Singularity.org's printout is here. As you may have guessed from the title, Web of Trust lists Singularity.org as "poor" in trustworthiness, vendor reliability, and privacy. There's a comment that, when translated (via Google translate) says "Mass mailing of non-thematic Forums". It's also commented under the category "malicious content/viruses".
I'm not entirely sure how these ratings are generated, (How Ratings Work, related) but I've used it for several years, and this is only the second time I've disagreed with a rating. I've always found WOT to be very reliable, and a decent way of warning me if a site is unsafe so I don't have to think about it. So I was fairly alarmed when I saw the red circle there, since I'd imagine it's turning away people that don't know any better. If LW had a red circle, I never would have come here. I'm not sure what SI or LW can do about it, but there's a "click here if you are the owner of this site" button, although I don't know what that does. I've left my own rating on there, but it didn't seem to change the overall rankings.
Edit: When I made this post, the scorecard read Trustworthiness 30, Vendor Reliability 31, Privacy 31, Child Safety 100.
Thank you, but it seems the problem was already solved. At this moment, both "verify1st.com" and "mywot.com" give Singularity Institute website high ranking.

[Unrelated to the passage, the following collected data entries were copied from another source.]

/**
 * signalling.rs
 *
 * WebSocket relay client for exchanging ICE session descriptions
 * (TLS with self-signed certs allowed for development, or plain ws://)
 */

use anyhow::{anyhow, Context, Result};
use futures_util::{SinkExt, StreamExt};
use native_tls::TlsConnector;
use serde::{Deserialize, Serialize};
use tokio::io::{AsyncRead, AsyncWrite};
use tokio::net::TcpStream;
use tokio_tungstenite::tungstenite::client::IntoClientRequest;
use tokio_tungstenite::tungstenite::Message;
use tokio_tungstenite::{Connector, MaybeTlsStream, WebSocketStream};
use tracing::{debug, info, warn};

use crate::error::SignallingError;

/// Relay messages
#[derive(Debug, Clone, PartialEq, Eq, Serialize, Deserialize)]
#[serde(tag = "type", rename_all = "snake_case")]
pub enum SignallingMessage {
    Register {
        fingerprint: String,
    },
    RegisterAck {
        success: bool,
        message: String,
    },
    Offer {
        target_fingerprint: String,
        fingerprint: String,
        description: String,
    },
    ForwardOffer {
        from_fingerprint: String,
        description: String,
    },
    OfferResponse {
        success: bool,
        message: Option<String>,
    },
    Keepalive,
    Error {
        message: String,
    },
}

/// Description received from a peer through the relay
#[derive(Debug, Clone, PartialEq, Eq)]
pub struct PeerDescription {
    pub fingerprint: String,
    pub description: String,
}

/// TLS stream produced by `SignallingClient::connect`
pub type TlsStream = MaybeTlsStream<tokio_native_tls::TlsStream<TcpStream>>;

pub struct SignallingClient<S> {
    ws_stream: WebSocketStream<S>,
    local_fingerprint: Option<String>,
}

fn host_and_port(url: &str, default_port: u16) -> Result<(String, u16, tokio_tungstenite::tungstenite::handshake::client::Request)> {
    let req = url.into_client_request().context("Invalid signalling URL")?;
    let host = req
        .uri()
        .host()
        .ok_or_else(|| anyhow!("Missing hostname"))?
        .to_string();
    let port = req.uri().port_u16().unwrap_or(default_port);
    Ok((host, port, req))
}

impl SignallingClient<TlsStream> {
    /// Connect over TLS. Self-signed certificates are accepted.
    pub async fn connect(url: &str) -> Result<Self> {
        let (host, port, req) = host_and_port(url, 443)?;

        let mut tls_builder = TlsConnector::builder();
        tls_builder.danger_accept_invalid_certs(true);
        let tls = tls_builder
            .build()
            .map_err(|e| SignallingError::ConnectionFailed(e.to_string()))?;
        let tls = tokio_native_tls::TlsConnector::from(tls);

        let tcp = TcpStream::connect((host.as_str(), port))
            .await
            .context("TCP connection failed")?;

        let tls_stream = tls
            .connect(&host, tcp)
            .await
            .context("TLS handshake failed")?;

        // TLS is already established; the upgrade runs over it as-is
        let (ws_stream, _resp) = tokio_tungstenite::client_async_tls_with_config(req, tls_stream, None, Some(Connector::Plain))
            .await
            .context("WebSocket upgrade failed")?;

        info!(%host, port, "connected to signalling server");
        Ok(Self::from_stream(ws_stream))
    }
}

impl SignallingClient<TcpStream> {
    /// Connect without TLS, for local relays
    pub async fn connect_plain(url: &str) -> Result<Self> {
        let (host, port, req) = host_and_port(url, 80)?;

        let tcp = TcpStream::connect((host.as_str(), port))
            .await
            .context("TCP connection failed")?;

        let (ws_stream, _resp) = tokio_tungstenite::client_async(req, tcp)
            .await
            .context("WebSocket upgrade failed")?;

        info!(%host, port, "connected to signalling server (plain)");
        Ok(Self::from_stream(ws_stream))
    }
}

impl<S> SignallingClient<S>
where
    S: AsyncRead + AsyncWrite + Unpin,
{
    pub fn from_stream(ws_stream: WebSocketStream<S>) -> Self {
        Self {
            ws_stream,
            local_fingerprint: None,
        }
    }

    pub fn local_fingerprint(&self) -> Option<&str> {
        self.local_fingerprint.as_deref()
    }

    /// Register with the signalling server
    pub async fn register(&mut self, fingerprint: &str) -> Result<()> {
        let msg = SignallingMessage::Register {
            fingerprint: fingerprint.to_string(),
        };
        self.send_message(&msg).await?;

        match self.receive_message().await? {
            SignallingMessage::RegisterAck { success: true, .. } => {
                self.local_fingerprint = Some(fingerprint.to_string());
                debug!(fingerprint, "registered");
                Ok(())
            }
            SignallingMessage::RegisterAck { message, .. } => {
                Err(SignallingError::RegistrationFailed(message).into())
            }
            other => Err(SignallingError::InvalidMessage(format!(
                "unexpected registration response: {:?}",
                other
            ))
            .into()),
        }
    }

    /// Send our description to `target_fingerprint` and wait for theirs
    pub async fn exchange_description(
        &mut self,
        target_fingerprint: &str,
        description: &str,
    ) -> Result<PeerDescription> {
        let fingerprint = self
            .local_fingerprint
            .clone()
            .ok_or_else(|| anyhow!("Not registered"))?;

        let msg = SignallingMessage::Offer {
            target_fingerprint: target_fingerprint.to_string(),
            fingerprint,
            description: description.to_string(),
        };
        self.send_message(&msg).await?;

        loop {
            match self.receive_message().await? {
                SignallingMessage::ForwardOffer {
                    from_fingerprint,
                    description,
                } => {
                    if from_fingerprint != target_fingerprint {
                        warn!(%from_fingerprint, "ignoring description from unexpected peer");
                        continue;
                    }
                    return Ok(PeerDescription {
                        fingerprint: from_fingerprint,
                        description,
                    });
                }
                SignallingMessage::OfferResponse { success: false, message } => {
                    return Err(SignallingError::Relay(message.unwrap_or_else(|| "offer rejected".into())).into());
                }
                SignallingMessage::Error { message } => {
                    return Err(SignallingError::Relay(message).into());
                }
                SignallingMessage::Keepalive => {
                    self.send_message(&SignallingMessage::Keepalive).await?;
                }
                _ => {}
            }
        }
    }

    async fn send_message(&mut self, msg: &SignallingMessage) -> Result<()> {
        let json = serde_json::to_string(msg).context("Message serialization failed")?;
        self.ws_stream
            .send(Message::Text(json))
            .await
            .context("WebSocket send failed")?;
        Ok(())
    }

    async fn receive_message(&mut self) -> Result<SignallingMessage> {
        loop {
            let msg = self
                .ws_stream
                .next()
                .await
                .ok_or_else(|| SignallingError::ConnectionFailed("connection closed".into()))??;

            match msg {
                Message::Text(text) => {
                    return serde_json::from_str(&text)
                        .map_err(|e| SignallingError::InvalidMessage(e.to_string()).into());
                }
                Message::Ping(data) => {
                    self.ws_stream.send(Message::Pong(data)).await?;
                }
                Message::Close(_) => {
                    return Err(SignallingError::ConnectionFailed("server closed WebSocket".into()).into());
                }
                _ => {}
            }
        }
    }

    pub async fn close(mut self) -> Result<()> {
        self.ws_stream
            .close(None)
            .await
            .context("Failed closing WebSocket")?;
        Ok(())
    }
}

My guess is that the original problem was simply caused by not enough ratings; probably zero or one positive ratings and one or two negative ratings. At least one negative rating and comment was by a very religious person, who by their voting history seem to automatically give lowest posible ratings to anything in conflict with their religious views. (That's my complaint against the whole Web of Trust system: regardless of official criteria, most people will use it as a Like/Dislike tool, giving either highest positive or highest negative ratings.) Adding a few positive ratings seems to have fixed this problem.